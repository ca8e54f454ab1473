use super::types::Element;
use serde::{Deserialize, Serialize};

/// Number of Fourier terms stored per proper torsion (periodicities 1..=6).
pub const N_PERIODICITY: usize = 6;

#[derive(Debug, Clone, Copy, PartialEq, Eq, Hash, Serialize, Deserialize)]
pub enum Hybridization {
    #[serde(rename = "sp")]
    SP,
    #[serde(rename = "sp2")]
    SP2,
    #[serde(rename = "sp3")]
    SP3,
    #[serde(rename = "resonant")]
    Resonant,
    /// Terminal monovalent atoms (hydrogen, halogens).
    #[serde(rename = "none")]
    None,
}

#[derive(Debug, Clone, PartialEq, Serialize, Deserialize)]
pub struct AtomParam {
    pub type_index: usize,
    pub hybridization: Hybridization,
    pub charge: f64,
    pub mass: f64,
    pub vdw_r0: f64,
    pub vdw_d0: f64,
}

/// Harmonic bond stretch, `E = ½ k (r − r0)²`.
#[derive(Debug, Clone, PartialEq, Serialize, Deserialize)]
pub struct BondTerm {
    pub i: usize,
    pub j: usize,
    /// Physical bond order (1, 2, 3, or 1.5 for resonant bonds).
    pub order: f64,
    pub k: f64,
    pub r0: f64,
}

/// Harmonic angle bend around the central atom `j`, `θ0` in radians.
#[derive(Debug, Clone, PartialEq, Serialize, Deserialize)]
pub struct AngleTerm {
    pub i: usize,
    pub j: usize,
    pub k: usize,
    pub k_force: f64,
    pub theta0: f64,
}

/// Proper torsion `i-j-k-l` as a Fourier series
/// `E = Σₙ ksₙ (1 + cos(n φ − phasesₙ))`, with `ks[n-1]` belonging to periodicity `n`.
#[derive(Debug, Clone, PartialEq, Serialize, Deserialize)]
pub struct ProperTerm {
    pub atoms: [usize; 4],
    pub ks: [f64; N_PERIODICITY],
    pub phases: [f64; N_PERIODICITY],
}

/// Out-of-plane term; the central atom sits at `atoms[2]`.
#[derive(Debug, Clone, PartialEq, Serialize, Deserialize)]
pub struct ImproperTerm {
    pub atoms: [usize; 4],
    pub k_force: f64,
    pub psi0: f64,
}

impl ImproperTerm {
    #[inline]
    pub fn center(&self) -> usize {
        self.atoms[2]
    }
}

/// Force-field parameterization of one molecule.
///
/// Atom indices in every term refer to the owning molecule's atom ordering;
/// `atoms[i]` describes atom `i`.
#[derive(Debug, Clone, PartialEq)]
pub struct AssignedTopology {
    pub molecule_id: String,
    pub elements: Vec<Element>,
    /// Sorted unique atom type names, indexed by [`AtomParam::type_index`].
    pub atom_types: Vec<String>,
    pub atoms: Vec<AtomParam>,
    pub bonds: Vec<BondTerm>,
    pub angles: Vec<AngleTerm>,
    pub propers: Vec<ProperTerm>,
    pub impropers: Vec<ImproperTerm>,
}

impl AssignedTopology {
    #[inline]
    pub fn atom_count(&self) -> usize {
        self.atoms.len()
    }

    /// Type name of atom `idx`.
    pub fn type_name(&self, idx: usize) -> Option<&str> {
        let param = self.atoms.get(idx)?;
        self.atom_types.get(param.type_index).map(String::as_str)
    }

    pub fn is_bonded(&self, i: usize, j: usize) -> bool {
        let (a, b) = (i.min(j), i.max(j));
        self.bonds.iter().any(|bond| bond.i == a && bond.j == b)
    }
}
use serde::{Deserialize, Serialize};
use std::fmt;
use std::str::FromStr;
use thiserror::Error;

#[derive(Debug, Clone, PartialEq, Eq, Error)]
#[error("invalid or unsupported element symbol: '{0}'")]
pub struct ParseElementError(String);

#[derive(Debug, Clone, PartialEq, Eq, Error)]
#[error("invalid bond order string: '{0}'")]
pub struct ParseBondOrderError(String);

/// Generates [`Element`] together with its per-element lookup tables.
///
/// Each row is `Symbol = Z, atomic mass (u), covalent radius (Å)`.
macro_rules! elements {
    ($($sym:ident = $z:literal, $mass:literal, $radius:literal;)+) => {
        #[derive(Debug, Clone, Copy, PartialEq, Eq, Hash, PartialOrd, Ord, Serialize, Deserialize)]
        #[serde(try_from = "String", into = "String")]
        #[repr(u8)]
        pub enum Element {
            $($sym = $z,)+
        }

        impl Element {
            /// Every supported element, ordered by atomic number.
            pub const ALL: &'static [Element] = &[$(Element::$sym,)+];

            pub fn atomic_mass(&self) -> f64 {
                match self {
                    $(Element::$sym => $mass,)+
                }
            }

            /// Single-bond covalent radius in Ångströms.
            pub fn covalent_radius(&self) -> f64 {
                match self {
                    $(Element::$sym => $radius,)+
                }
            }

            pub fn symbol(&self) -> &'static str {
                match self {
                    $(Element::$sym => stringify!($sym),)+
                }
            }
        }
    };
}

elements! {
    H = 1, 1.008, 0.31;
    He = 2, 4.0026, 0.28;
    Li = 3, 6.94, 1.28;
    Be = 4, 9.0122, 0.96;
    B = 5, 10.81, 0.84;
    C = 6, 12.011, 0.76;
    N = 7, 14.007, 0.71;
    O = 8, 15.999, 0.66;
    F = 9, 18.998, 0.57;
    Ne = 10, 20.18, 0.58;
    Na = 11, 22.99, 1.66;
    Mg = 12, 24.305, 1.41;
    Al = 13, 26.982, 1.21;
    Si = 14, 28.085, 1.11;
    P = 15, 30.974, 1.07;
    S = 16, 32.06, 1.05;
    Cl = 17, 35.45, 1.02;
    Ar = 18, 39.948, 1.06;
    K = 19, 39.098, 2.03;
    Ca = 20, 40.078, 1.76;
    Sc = 21, 44.956, 1.70;
    Ti = 22, 47.867, 1.60;
    V = 23, 50.942, 1.53;
    Cr = 24, 51.996, 1.39;
    Mn = 25, 54.938, 1.39;
    Fe = 26, 55.845, 1.32;
    Co = 27, 58.933, 1.26;
    Ni = 28, 58.693, 1.24;
    Cu = 29, 63.546, 1.32;
    Zn = 30, 65.38, 1.22;
    Ga = 31, 69.723, 1.22;
    Ge = 32, 72.63, 1.20;
    As = 33, 74.922, 1.19;
    Se = 34, 78.971, 1.20;
    Br = 35, 79.904, 1.20;
    Kr = 36, 83.798, 1.16;
    Rb = 37, 85.468, 2.20;
    Sr = 38, 87.62, 1.95;
    Y = 39, 88.906, 1.90;
    Zr = 40, 91.224, 1.75;
    Nb = 41, 92.906, 1.64;
    Mo = 42, 95.96, 1.54;
    Tc = 43, 98.0, 1.47;
    Ru = 44, 101.07, 1.46;
    Rh = 45, 102.91, 1.42;
    Pd = 46, 106.42, 1.39;
    Ag = 47, 107.87, 1.45;
    Cd = 48, 112.41, 1.44;
    In = 49, 114.82, 1.42;
    Sn = 50, 118.71, 1.39;
    Sb = 51, 121.76, 1.39;
    Te = 52, 127.6, 1.38;
    I = 53, 126.9, 1.39;
    Xe = 54, 131.29, 1.40;
}

impl Element {
    #[inline]
    pub fn atomic_number(&self) -> u8 {
        *self as u8
    }

    /// Largest bond-order sum the element may carry in a closed-shell molecule.
    ///
    /// Returns `None` for elements whose valence is not checked (metals, noble gases).
    pub fn max_valence(&self) -> Option<f64> {
        match self {
            Element::H | Element::F | Element::Cl | Element::Br | Element::I => Some(1.0),
            Element::O => Some(3.0),
            Element::B | Element::C | Element::N | Element::Si => Some(4.0),
            Element::P => Some(5.0),
            Element::S => Some(6.0),
            _ => None,
        }
    }

    /// Parses a symbol regardless of case, as found in loosely formatted files
    /// (`CL`, `cl` and `Cl` all map to chlorine).
    pub fn from_symbol_lenient(token: &str) -> Option<Self> {
        let token = token.trim();
        let mut chars = token.chars();
        let first = chars.next()?;
        let normalized: String = std::iter::once(first.to_ascii_uppercase())
            .chain(chars.map(|c| c.to_ascii_lowercase()))
            .collect();
        normalized.parse().ok()
    }
}

impl fmt::Display for Element {
    fn fmt(&self, f: &mut fmt::Formatter<'_>) -> fmt::Result {
        f.write_str(self.symbol())
    }
}

impl FromStr for Element {
    type Err = ParseElementError;

    fn from_str(s: &str) -> Result<Self, Self::Err> {
        Element::ALL
            .iter()
            .copied()
            .find(|e| e.symbol() == s)
            .ok_or_else(|| ParseElementError(s.to_string()))
    }
}

impl TryFrom<String> for Element {
    type Error = ParseElementError;

    fn try_from(value: String) -> Result<Self, Self::Error> {
        value.parse()
    }
}

impl From<Element> for String {
    fn from(value: Element) -> Self {
        value.symbol().to_string()
    }
}

#[derive(Debug, Clone, Copy, PartialEq, Eq, Hash, Serialize, Deserialize)]
#[serde(try_from = "String", into = "String")]
pub enum BondOrder {
    Single,
    Double,
    Triple,
    Aromatic,
}

impl BondOrder {
    pub fn value(&self) -> f64 {
        match self {
            BondOrder::Single => 1.0,
            BondOrder::Double => 2.0,
            BondOrder::Triple => 3.0,
            BondOrder::Aromatic => 1.5,
        }
    }
}

impl fmt::Display for BondOrder {
    fn fmt(&self, f: &mut fmt::Formatter<'_>) -> fmt::Result {
        let s = match self {
            BondOrder::Single => "Single",
            BondOrder::Double => "Double",
            BondOrder::Triple => "Triple",
            BondOrder::Aromatic => "Aromatic",
        };
        f.write_str(s)
    }
}

impl FromStr for BondOrder {
    type Err = ParseBondOrderError;

    fn from_str(s: &str) -> Result<Self, Self::Err> {
        match s.to_ascii_lowercase().as_str() {
            "single" | "1" => Ok(BondOrder::Single),
            "double" | "2" => Ok(BondOrder::Double),
            "triple" | "3" => Ok(BondOrder::Triple),
            "aromatic" | "ar" | "4" => Ok(BondOrder::Aromatic),
            _ => Err(ParseBondOrderError(s.to_string())),
        }
    }
}

impl TryFrom<String> for BondOrder {
    type Error = ParseBondOrderError;

    fn try_from(value: String) -> Result<Self, Self::Error> {
        value.parse()
    }
}

impl From<BondOrder> for String {
    fn from(value: BondOrder) -> Self {
        value.to_string().to_ascii_lowercase()
    }
}

#[cfg(test)]
mod tests {
    use super::*;

    #[test]
    fn element_from_str_is_case_sensitive() {
        assert_eq!(Element::from_str("Cl").unwrap(), Element::Cl);
        let err = Element::from_str("cl").unwrap_err();
        assert_eq!(err.to_string(), "invalid or unsupported element symbol: 'cl'");
    }

    #[test]
    fn lenient_symbol_parsing() {
        assert_eq!(Element::from_symbol_lenient("CL"), Some(Element::Cl));
        assert_eq!(Element::from_symbol_lenient(" br "), Some(Element::Br));
        assert_eq!(Element::from_symbol_lenient("h"), Some(Element::H));
        assert_eq!(Element::from_symbol_lenient("Qq"), None);
        assert_eq!(Element::from_symbol_lenient(""), None);
    }

    #[test]
    fn table_lookups_line_up_with_atomic_number() {
        assert_eq!(Element::ALL.len(), 54);
        for (idx, element) in Element::ALL.iter().enumerate() {
            assert_eq!(element.atomic_number() as usize, idx + 1);
        }
        assert_eq!(Element::C.symbol(), "C");
        assert!((Element::O.atomic_mass() - 15.999).abs() < 1e-9);
        assert!((Element::N.covalent_radius() - 0.71).abs() < 1e-9);
    }

    #[test]
    fn max_valence_known_for_organic_elements() {
        assert_eq!(Element::C.max_valence(), Some(4.0));
        assert_eq!(Element::H.max_valence(), Some(1.0));
        assert_eq!(Element::Fe.max_valence(), None);
    }

    #[test]
    fn element_serializes_as_symbol() {
        let json = serde_json::to_string(&Element::Na).unwrap();
        assert_eq!(json, "\"Na\"");
        let back: Element = serde_json::from_str("\"Na\"").unwrap();
        assert_eq!(back, Element::Na);
        assert!(serde_json::from_str::<Element>("\"Xx\"").is_err());
    }

    #[test]
    fn bond_order_parsing_and_values() {
        assert_eq!(BondOrder::from_str("AR").unwrap(), BondOrder::Aromatic);
        assert_eq!(BondOrder::from_str("2").unwrap(), BondOrder::Double);
        assert_eq!(BondOrder::Aromatic.value(), 1.5);
        assert_eq!(
            BondOrder::from_str("quad").unwrap_err().to_string(),
            "invalid bond order string: 'quad'"
        );
        let json = serde_json::to_string(&BondOrder::Triple).unwrap();
        assert_eq!(json, "\"triple\"");
    }
}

***

* [What to work on]: Number of lines containing the word "AtomParam" in the material above: report this figure and nothing more.

* [Task output]: 3